However, even on shorter time scales, the duration of the sidereal year is not constant, as a variety of physical effects, primarily perturbations from other objects in the solar system, introduce a certain level of messiness into Earth's orbit.

If one thinks of the duration of the sidereal year as a continuous parameter defined at an instant of time, then it expresses the instantaneous rate of change of the mean longitude. Essentially, we ask how long it would take for the body to make a full $360^\circ$ motion if its mean longitude changed at the current rate.
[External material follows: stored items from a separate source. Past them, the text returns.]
/// Milliseconds between two healing pulses of healer attackers.
const HEAL_PULSE_MS: f32 = 1000.0;
const HEAL_RADIUS: f32 = 60.0;
const HEAL_SHARE: f32 = 0.05;
/// Share of a shot's damage dealt to enemies around the impact.
const SPLASH_SHARE: f32 = 0.5;
/// Share of a fire shot's damage dealt along the pierce line.
const PIERCE_SHARE: f32 = 0.7;
/// Half-width of the pierce line.
const PIERCE_WIDTH: f32 = 18.0;

/// Passive aura of one allied building, gathered once per tick.
#[derive(Clone, Copy, Debug)]
struct AuraSource {
    position: Vec2,
    range: f32,
    level: u8,
    aura: BuildingAura,
}

/// Buffers reused across ticks by the targeting stages.
#[derive(Debug, Default)]
pub(crate) struct Scratch {
    enemies: Vec<EnemyProbe>,
    structures: Vec<StructureProbe>,
    towers: Vec<TowerProbe>,
    targets: Vec<TowerId>,
    supports: Vec<SupportProbe>,
    allies: Vec<AllyProbe>,
    assignments: Vec<SupportAssignment>,
    auras: Vec<AuraSource>,
    dead_enemies: Vec<EnemyId>,
}
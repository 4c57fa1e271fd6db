use glam::Vec2;
use tower_siege_core::{CellCoord, Path, TILE_COLUMNS, TILE_ROWS, TILE_WIDTH};

use crate::{rng::SeededRng, walker::Walker};

/// Horizontal offset of the off-screen points where enemies enter and leave.
const OFFSCREEN_MARGIN: f32 = 10.0;

/// Optional constraints on where a single-tile path enters the grid.
#[derive(Clone, Copy, Debug, Default, PartialEq, Eq)]
pub struct PathEntry {
    /// Row of the entry, clamped to the interior rows.
    pub row: Option<i32>,
    /// Column of the entry, clamped to the three leftmost columns.
    pub column: Option<i32>,
}

fn row_center(row: i32) -> f32 {
    CellCoord::new(0, row).center().y
}

/// Generates the free-layout corridor of a single tile.
///
/// The corridor enters on the second row from one of the three leftmost
/// columns, snakes down in 8 to 12 alternating segments with occasional
/// sidesteps and branch-backs, and leaves through the right edge on the
/// second-to-last row.
#[must_use]
pub fn generate_path(seed: u64) -> Path {
    let mut rng = SeededRng::new(seed);
    let row = 1;
    let entry_column = rng.below(3);
    let mut walker = Walker::start(entry_column, row);
    walker.push_point(Vec2::new(-OFFSCREEN_MARGIN, row_center(row)));
    for column in 0..entry_column {
        walker.mark(column, row);
    }

    let segments = 8 + rng.below(5);
    let mut direction = rng.sign();
    for _ in 0..segments {
        let column = walker.column();
        let target = if direction > 0 {
            (column + 2 + rng.below(6)).min(TILE_COLUMNS - 2)
        } else {
            (column - 2 - rng.below(6)).max(1)
        };
        walker.horizontal(target);
        walker.waypoint();

        let drop = 1 + rng.below(3);
        walker.vertical((walker.row() + drop).min(TILE_ROWS - 2));
        walker.waypoint();
        if walker.row() >= TILE_ROWS - 2 {
            break;
        }

        if rng.chance(0.7) && walker.row() < TILE_ROWS - 4 {
            let sidestep = rng.sign() * (1 + rng.below(4));
            walker.horizontal((walker.column() + sidestep).clamp(1, TILE_COLUMNS - 2));
            walker.waypoint();
            let descent = 1 + rng.below(2);
            walker.vertical((walker.row() + descent).min(TILE_ROWS - 2));
            walker.waypoint();
        }

        if rng.chance(0.3) && walker.row() < TILE_ROWS - 3 {
            let back = -direction * (1 + rng.below(2));
            walker.horizontal((walker.column() + back).clamp(1, TILE_COLUMNS - 2));
            walker.waypoint();
        }

        direction = -direction;
    }

    finish_at_right_edge(&mut walker, &mut rng);
    walker.into_path()
}

/// Generates a shorter single-tile corridor with an optional entry cell.
///
/// Compared to [`generate_path`] this layout uses 5 to 8 segments with longer
/// horizontal runs, shallower drops and no branch-backs.
#[must_use]
pub fn generate_path_with_entry(seed: u64, entry: PathEntry) -> Path {
    let mut rng = SeededRng::new(seed);
    let row = entry.row.unwrap_or(1).clamp(1, TILE_ROWS - 2);
    let entry_column = entry.column.unwrap_or_else(|| rng.below(3)).clamp(0, 2);
    let mut walker = Walker::start(entry_column, row);
    walker.push_point(Vec2::new(-OFFSCREEN_MARGIN, row_center(row)));
    for column in 0..entry_column {
        walker.mark(column, row);
    }

    let segments = 5 + rng.below(4);
    let mut direction = rng.sign();
    for _ in 0..segments {
        let column = walker.column();
        let target = if direction > 0 {
            (column + 3 + rng.below(5)).min(TILE_COLUMNS - 2)
        } else {
            (column - 3 - rng.below(5)).max(1)
        };
        walker.horizontal(target);
        walker.waypoint();

        let drop = 1 + rng.below(2);
        walker.vertical((walker.row() + drop).min(TILE_ROWS - 2));
        walker.waypoint();
        if walker.row() >= TILE_ROWS - 2 {
            break;
        }

        if rng.chance(0.4) && walker.row() < TILE_ROWS - 4 {
            let sidestep = rng.sign() * (2 + rng.below(3));
            walker.horizontal((walker.column() + sidestep).clamp(1, TILE_COLUMNS - 2));
            walker.waypoint();
            walker.vertical((walker.row() + 1).min(TILE_ROWS - 2));
            walker.waypoint();
        }

        direction = -direction;
    }

    finish_at_right_edge(&mut walker, &mut rng);
    walker.into_path()
}

fn finish_at_right_edge(walker: &mut Walker, rng: &mut SeededRng) {
    if walker.row() < TILE_ROWS - 2 {
        walker.vertical(TILE_ROWS - 2);
        walker.waypoint();
    }
    let column = walker.column();
    let exit = column
        .max(TILE_COLUMNS - 3 + rng.below(3))
        .min(TILE_COLUMNS - 1);
    if exit != column {
        walker.horizontal(exit);
        walker.waypoint();
    }
    let row = walker.row();
    for column in walker.column()..TILE_COLUMNS {
        walker.mark(column, row);
    }
    walker.push_point(Vec2::new(TILE_WIDTH + OFFSCREEN_MARGIN, row_center(row)));
}

#[cfg(test)]
mod tests {
    use super::*;

    #[test]
    fn free_layout_enters_left_and_exits_right() {
        for seed in [1, 42, 777, 90_210] {
            let path = generate_path(seed);
            let waypoints = path.waypoints();
            let first = waypoints.first().copied().unwrap_or_default();
            let last = waypoints.last().copied().unwrap_or_default();
            assert_eq!(first.x, -OFFSCREEN_MARGIN);
            assert_eq!(first.y, row_center(1));
            assert_eq!(last.x, TILE_WIDTH + OFFSCREEN_MARGIN);
            assert_eq!(last.y, row_center(TILE_ROWS - 2));
            assert!(path.contains(CellCoord::new(0, 1)));
            assert!(path.contains(CellCoord::new(TILE_COLUMNS - 1, TILE_ROWS - 2)));
        }
    }

    #[test]
    fn free_layout_stays_on_the_grid() {
        let path = generate_path(5150);
        for cell in path.cells() {
            assert!(cell.is_within_tile(), "{cell:?} left the tile");
            assert!(cell.row() >= 1 && cell.row() <= TILE_ROWS - 2);
        }
    }

    #[test]
    fn explicit_entry_is_clamped() {
        let path = generate_path_with_entry(
            3,
            PathEntry {
                row: Some(40),
                column: Some(-4),
            },
        );
        assert!(path.contains(CellCoord::new(0, TILE_ROWS - 2)));
        assert_eq!(path.waypoints()[0].y, row_center(TILE_ROWS - 2));
    }

    #[test]
    fn entry_variant_reaches_the_right_edge() {
        let path = generate_path_with_entry(11, PathEntry::default());
        let exits: Vec<_> = path
            .cells()
            .iter()
            .filter(|cell| cell.column() == TILE_COLUMNS - 1)
            .collect();
        assert_eq!(exits.len(), 1);
    }
}
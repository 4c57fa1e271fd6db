//! Map geometry of the active run.

use glam::Vec2;
use tower_siege_core::{CellCoord, MapTile, Path, WorldBounds};
use tower_siege_system_path_generation::{generate_path, CampaignWorld};

/// Number of spiral rings the preview world is built with.
pub(crate) const PREVIEW_LEVELS: usize = 3;

/// Either a lone tile or a growing campaign world.
#[derive(Debug)]
pub(crate) enum Layout {
    Single { path: Path },
    Campaign { world: CampaignWorld },
}

impl Layout {
    pub(crate) fn single(seed: u64) -> Self {
        Self::Single {
            path: generate_path(seed),
        }
    }

    pub(crate) fn campaign(seed: u64) -> Self {
        Self::Campaign {
            world: CampaignWorld::new(seed),
        }
    }

    pub(crate) fn preview(seed: u64) -> Self {
        Self::Campaign {
            world: CampaignWorld::preview(seed, PREVIEW_LEVELS),
        }
    }

    /// Moves to the next map. A lone tile is replaced; a campaign world grows
    /// by one tile whose center is returned for the camera.
    pub(crate) fn advance(&mut self, seed: u64) -> Option<Vec2> {
        match self {
            Layout::Single { path } => {
                *path = generate_path(seed);
                None
            }
            Layout::Campaign { world } => Some(world.append_tile(seed).center_cell().center()),
        }
    }

    /// Corridor cells of every tile with the latest tile's waypoints.
    pub(crate) fn primary_path(&self) -> &Path {
        match self {
            Layout::Single { path } => path,
            Layout::Campaign { world } => world.composite_path(),
        }
    }

    pub(crate) fn tiles(&self) -> &[MapTile] {
        match self {
            Layout::Single { .. } => &[],
            Layout::Campaign { world } => world.tiles(),
        }
    }

    pub(crate) fn contains(&self, cell: CellCoord) -> bool {
        match self {
            Layout::Single { .. } => cell.is_within_tile(),
            Layout::Campaign { world } => world.contains(cell),
        }
    }

    pub(crate) fn is_path(&self, cell: CellCoord) -> bool {
        self.primary_path().contains(cell)
    }

    /// Path cells of the tile anchored at the origin, where hostile
    /// structures are deployed.
    pub(crate) fn base_tile_path_cells(&self) -> Vec<CellCoord> {
        self.primary_path()
            .cells()
            .iter()
            .copied()
            .filter(|cell| cell.is_within_tile())
            .collect()
    }

    /// Route the `index`-th spawned enemy walks.
    pub(crate) fn spawn_route(&self, index: usize) -> Vec<Vec2> {
        match self {
            Layout::Campaign { world } if !world.spawn_routes().is_empty() => {
                let routes = world.spawn_routes();
                routes[index % routes.len()].clone()
            }
            _ => self.primary_path().waypoints().to_vec(),
        }
    }

    /// Point that diverted enemies head for once they leave the enemy base.
    pub(crate) fn exit_point(&self) -> Option<Vec2> {
        match self {
            Layout::Single { path } => path.waypoints().last().copied(),
            Layout::Campaign { world } => world
                .tiles()
                .first()
                .and_then(|tile| tile.path.midpoint())
                .or_else(|| Some(world.base_cell().center())),
        }
    }

    pub(crate) fn bounds(&self) -> WorldBounds {
        match self {
            Layout::Single { .. } => WorldBounds::single_tile(),
            Layout::Campaign { world } => world.bounds(),
        }
    }
}

#[cfg(test)]
mod tests {
    use super::*;
    use tower_siege_core::{TILE_COLUMNS, TILE_ROWS};

    #[test]
    fn single_layout_is_bounded_by_one_tile() {
        let layout = Layout::single(42);
        assert!(layout.contains(CellCoord::new(0, 0)));
        assert!(!layout.contains(CellCoord::new(TILE_COLUMNS, 0)));
        assert!(!layout.contains(CellCoord::new(0, TILE_ROWS)));
        assert!(layout.tiles().is_empty());
        assert_eq!(layout.spawn_route(3), layout.primary_path().waypoints());
    }

    #[test]
    fn campaign_routes_rotate_through_entries() {
        let layout = Layout::campaign(7);
        let Layout::Campaign { world } = &layout else {
            panic!("campaign layout expected");
        };
        let count = world.spawn_routes().len();
        assert!(count > 0);
        assert_eq!(layout.spawn_route(0), layout.spawn_route(count));
    }

    #[test]
    fn advancing_grows_campaigns_and_replaces_single_tiles() {
        let mut single = Layout::single(42);
        assert_eq!(single.advance(143), None);
        assert_eq!(single.primary_path(), &generate_path(143));

        let mut campaign = Layout::campaign(42);
        let focus = campaign.advance(143).expect("campaign tiles have a center");
        assert_eq!(campaign.tiles().len(), 2);
        assert!(campaign.bounds().min.x <= focus.x && focus.x <= campaign.bounds().max.x);
    }

    #[test]
    fn base_tile_cells_stay_inside_the_origin_tile() {
        let layout = Layout::preview(11);
        let cells = layout.base_tile_path_cells();
        assert!(!cells.is_empty());
        assert!(cells.iter().all(|cell| cell.is_within_tile()));
        assert!(layout.tiles().len() > 1);
    }
}
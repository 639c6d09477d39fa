mod cli;

use std::io::Read;

use clap::Parser;
use cli::{Args, Command, InputArgs};
use guga_translator::{default_translator, Translator};
use tracing::{info, warn};
use tracing_subscriber::EnvFilter;

fn read_input(input: InputArgs) -> std::io::Result<String> {
    let text = match (input.text, input.file) {
        (Some(text), _) => text,
        (None, Some(path)) => std::fs::read_to_string(path)?,
        (None, None) => {
            let mut buf = String::new();
            std::io::stdin().read_to_string(&mut buf)?;
            buf
        }
    };
    Ok(text.trim().to_string())
}

fn init_tracing(verbose: u8) {
    let filter = EnvFilter::try_from_default_env().unwrap_or_else(|_| match verbose {
        0 => EnvFilter::new("warn"),
        1 => EnvFilter::new("info"),
        2 => EnvFilter::new("debug"),
        _ => EnvFilter::new("trace"),
    });

    tracing_subscriber::fmt()
        .with_env_filter(filter)
        .with_target(false)
        .with_writer(std::io::stderr)
        .init();
}

fn run(args: Args) -> Result<(), Box<dyn std::error::Error>> {
    let translator = match args.alphabet {
        Some(alphabet) => {
            info!(%alphabet, "using custom alphabet");
            Translator::new(alphabet)?
        }
        None => default_translator().clone(),
    };

    match args.command {
        Command::Encode { input } => {
            let text = read_input(input)?;
            if text.is_empty() {
                warn!("nothing to encode");
                return Err("please provide text to encode".into());
            }
            println!("{}", translator.encode_text(&text));
        }
        Command::Decode { input } => {
            let text = read_input(input)?;
            if text.is_empty() {
                warn!("nothing to decode");
                return Err("please provide text to decode".into());
            }
            match translator.decode_text(&text) {
                Ok(decoded) => println!("{}", decoded),
                Err(e) => {
                    if let Some(stage) = e.stage() {
                        info!(%stage, "decoding failed");
                    }
                    return Err(e.into());
                }
            }
        }
        Command::Table => {
            for (index, (c, code)) in translator.tables().entries().enumerate() {
                println!("{} {:>2}  {}", c, index, code);
            }
        }
    }

    Ok(())
}

fn main() {
    let args = Args::parse();
    init_tracing(args.verbose);

    if let Err(e) = run(args) {
        eprintln!("Error: {}", e);
        std::process::exit(1);
    }
}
Specifically, if $t$ is measured in thousands of Julian years from the J2000 epoch, then we can express the mean longitude as a power series $$\lambda = \lambda_0 + \lambda_1t + \lambda_2t^2+\lambda_3t^3 + \ldots$$ with the coefficients1 $$\begin{eqnarray*}\lambda_0 &=& +\!100^\circ\!.46645683\text{,} \\ \lambda_1 &=& +\!1295977422''\!.83429\text{,} \\ \lambda_2 &=& -\!2''\!.04411\text{,} \\ \lambda_3 &=& -\!0''\!.00523\text{.}\end{eqnarray*}$$ The rate of change is therefore $$\dot{\lambda} = \lambda_1 + 2\lambda_2t + 3\lambda_3t^2 + \ldots\;\text{.}$$

We can check what this gives for J2000: at $t = 0$, the rate of change is simply $\lambda_1$, and a Julian millennium is $3.15576\times 10^{10}$ seconds, so: $$\frac{360\times 3600\times 3.15576\times 10^{10}}{1.29597742283429\times 10^9} = 31558149.76\,\mathrm{s}\text{,}$$ which is within a second of the figure Phil Plait gave.


References:

  1. Simon, J. L.; Bretagnon, P.; Chapront, J.; Chapront-Touze, M.; Francou, G.; Laskar, J. "Numerical expressions for precession formulae and mean elements for the Moon and planets." Astronomy and Astrophysics 282 (2): 663-683.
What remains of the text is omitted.